The prince who would be king
King Charles III Richmond Theatre
★★★★ ★
After a lifetime spent waiting to assume his destiny, the Prince of Wales has at last become King. His late mother rose serenely above the turmoil of party politics, but as he awaits coronation, Charles III begins to take an inconvenient interest in legislation. Almost his first act as monarch is to refuse to sign a bill on the statutory regulation of the press.
Mike Bartlett’s play, critically praised at its Almeida premiere and West End transfer, now goes on tour with Robert Powell taking the role of Charles, which was originally played by Tim Piggott-Smith.
We are accustomed to seeing the Royal family depicted in drama, but Bartlett’s interest, aptly explored in Shakespearean blank verse, is in the travails of a man trying to accommodate his particular temperament to the inflexible lineaments of duty.
We infer from Prince Charles’s obiter dicta that his interpretation of the role of monarch envisages more freedom of personal expression than his mother permits herself. Tim Piggott-Smith’s account of the future King described a moving arc from idealism to baffled fury to tragic resignation. Robert Powell is stiff and somewhat unregal in the role of the as-yet-un-annointed King: his hesitant demeanour suggests a man trying on a garment that doesn’t quite fit.
Alternately soothed and chivvied by Penelope Beaumont’s Camilla, he gives a persuasive firstact account of Charles’s integrity, obstinacy and melancholia. But in the second act, where Piggott-Smith found a profound complexity in the unravelling of his attempts to redefine the terms of royalty, Powell is less convincing. As he loses control, his monarch is more irritable than imperious, though he finds a muted pathos in the final scene where Charles, like Shakespeare’s Richard II, belatedly recognises the hollowness of the crown.

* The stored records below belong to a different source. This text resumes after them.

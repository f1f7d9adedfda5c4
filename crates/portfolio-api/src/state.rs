use std::sync::Arc;

use portfolio_persist::PersistenceClient;

use crate::config::Config;

/// Shared application state passed to all handlers
#[derive(Clone)]
pub struct AppState {
    pub config: Arc<Config>,
    pub persist: Arc<dyn PersistenceClient>,
}

impl AppState {
    pub fn new(config: Config, persist: Arc<dyn PersistenceClient>) -> Self {
        Self {
            config: Arc::new(config),
            persist,
        }
    }
}
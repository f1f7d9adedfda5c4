use mongodb::options::ReturnDocument;
use mongodb::{bson::doc, Client, Collection};
use serde::Deserialize;

use crate::error::{PersistError, Result};

#[derive(Debug, Deserialize)]
struct Counter {
    seq: i64,
}

/// Sequential numeric ids, one counter document per collection.
#[derive(Clone)]
pub struct CounterRepository {
    collection: Collection<Counter>,
}

impl CounterRepository {
    pub fn new(client: &Client, db_name: &str) -> Self {
        let collection = client.database(db_name).collection("counters");
        Self { collection }
    }

    /// Atomically increment and return the counter named `name`
    pub async fn next_id(&self, name: &str) -> Result<i64> {
        let counter = self
            .collection
            .find_one_and_update(doc! { "_id": name }, doc! { "$inc": { "seq": 1_i64 } })
            .upsert(true)
            .return_document(ReturnDocument::After)
            .await?
            .ok_or_else(|| PersistError::Internal(format!("counter {name} was not created")))?;
        Ok(counter.seq)
    }
}
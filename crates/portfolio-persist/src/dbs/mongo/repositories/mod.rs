pub mod blog_post;
pub mod contact_message;
pub mod counter;

pub use blog_post::MongoBlogPostRepository;
pub use contact_message::MongoContactMessageRepository;
pub use counter::CounterRepository;

use mongodb::error::{ErrorKind, WriteFailure};

const DUPLICATE_KEY: i32 = 11000;

/// Unique-index violation on insert or update
pub(crate) fn is_duplicate_key(err: &mongodb::error::Error) -> bool {
    matches!(
        err.kind.as_ref(),
        ErrorKind::Write(WriteFailure::WriteError(write_error)) if write_error.code == DUPLICATE_KEY
    )
}
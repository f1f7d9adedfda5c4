//! Input validation shared by every caller (HTTP handlers, the site client).
//!
//! Failures are always reported as a list of `{field, message}` pairs so the
//! caller can point at the offending inputs.

use serde::{Deserialize, Serialize};
use thiserror::Error;
use utoipa::ToSchema;
use validator::{Validate, ValidateEmail, ValidationError, ValidationErrors};

/// A single rejected field
#[derive(Debug, Clone, PartialEq, Eq, Serialize, Deserialize, ToSchema)]
pub struct FieldError {
    pub field: String,
    pub message: String,
}

impl FieldError {
    pub fn new(field: impl Into<String>, message: impl Into<String>) -> Self {
        Self {
            field: field.into(),
            message: message.into(),
        }
    }
}

/// Field-level validation failure
#[derive(Debug, Clone, PartialEq, Eq, Error)]
#[error("invalid input: {}", summarize(.fields))]
pub struct ValidationFailure {
    pub fields: Vec<FieldError>,
}

impl ValidationFailure {
    pub fn new(fields: Vec<FieldError>) -> Self {
        Self { fields }
    }

    /// Whether any error refers to `field` (JSON name, e.g. `readTime`)
    pub fn mentions(&self, field: &str) -> bool {
        self.fields.iter().any(|f| f.field == field)
    }
}

fn summarize(fields: &[FieldError]) -> String {
    fields
        .iter()
        .map(|f| format!("{} {}", f.field, f.message))
        .collect::<Vec<_>>()
        .join("; ")
}

impl From<ValidationErrors> for ValidationFailure {
    fn from(errors: ValidationErrors) -> Self {
        let mut fields: Vec<FieldError> = errors
            .field_errors()
            .into_iter()
            .flat_map(|(field, errs)| {
                let field = json_field_name(&field);
                errs.iter().map(move |err| FieldError {
                    field: field.clone(),
                    message: err
                        .message
                        .as_ref()
                        .map(|m| m.to_string())
                        .unwrap_or_else(|| err.code.to_string()),
                })
            })
            .collect();

        // HashMap iteration order is unstable
        fields.sort_by(|a, b| a.field.cmp(&b.field));
        Self { fields }
    }
}

/// Validate after normalizing (trimming) the payload.
pub trait Validated: Validate + Sized {
    fn normalize(self) -> Self {
        self
    }

    fn validated(self) -> Result<Self, ValidationFailure> {
        let value = self.normalize();
        value.validate()?;
        Ok(value)
    }
}

/// `read_time` -> `readTime`, matching the serde representation.
fn json_field_name(field: &str) -> String {
    let mut out = String::with_capacity(field.len());
    let mut upper = false;
    for c in field.chars() {
        if c == '_' {
            upper = true;
        } else if upper {
            out.extend(c.to_uppercase());
            upper = false;
        } else {
            out.push(c);
        }
    }
    out
}

fn rejected(code: &'static str, message: &'static str) -> ValidationError {
    ValidationError::new(code).with_message(message.into())
}

pub(crate) fn not_blank(value: &str) -> Result<(), ValidationError> {
    if value.trim().is_empty() {
        return Err(rejected("blank", "must not be empty"));
    }
    Ok(())
}

pub(crate) fn email_address(value: &str) -> Result<(), ValidationError> {
    let value = value.trim();
    if value.is_empty() {
        return Err(rejected("blank", "must not be empty"));
    }
    if !value.validate_email() {
        return Err(rejected("email", "must be a valid email address"));
    }
    Ok(())
}

/// Lowercase ASCII words joined by single hyphens.
pub(crate) fn slug(value: &str) -> Result<(), ValidationError> {
    if value.is_empty() {
        return Err(rejected("blank", "must not be empty"));
    }
    let well_formed = value.split('-').all(|part| {
        !part.is_empty()
            && part
                .chars()
                .all(|c| c.is_ascii_lowercase() || c.is_ascii_digit())
    });
    if !well_formed {
        return Err(rejected(
            "slug",
            "must contain only lowercase letters, digits and single hyphens",
        ));
    }
    Ok(())
}

pub(crate) fn tags(values: &[String]) -> Result<(), ValidationError> {
    if values.iter().any(|tag| tag.trim().is_empty()) {
        return Err(rejected("blank_tag", "must not contain empty tags"));
    }
    Ok(())
}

Bartlett incorporates a range of Shakespearean references: the ghost of Diana, Princess of Wales utters mischievously contradictory predictions; the Duchess of Cambridge ( given a nice touch of minxiness by Jennifer Bryden) has a Lady Macbeth moment; Prince Harry (Richard Glaves) channels Hotspur, and so on. But the drama is more than mere Royal rebus. With thoughtful direction by Rupert Goold, it eloquently anticipates a debate about the role, both personal and public, of the monarchy.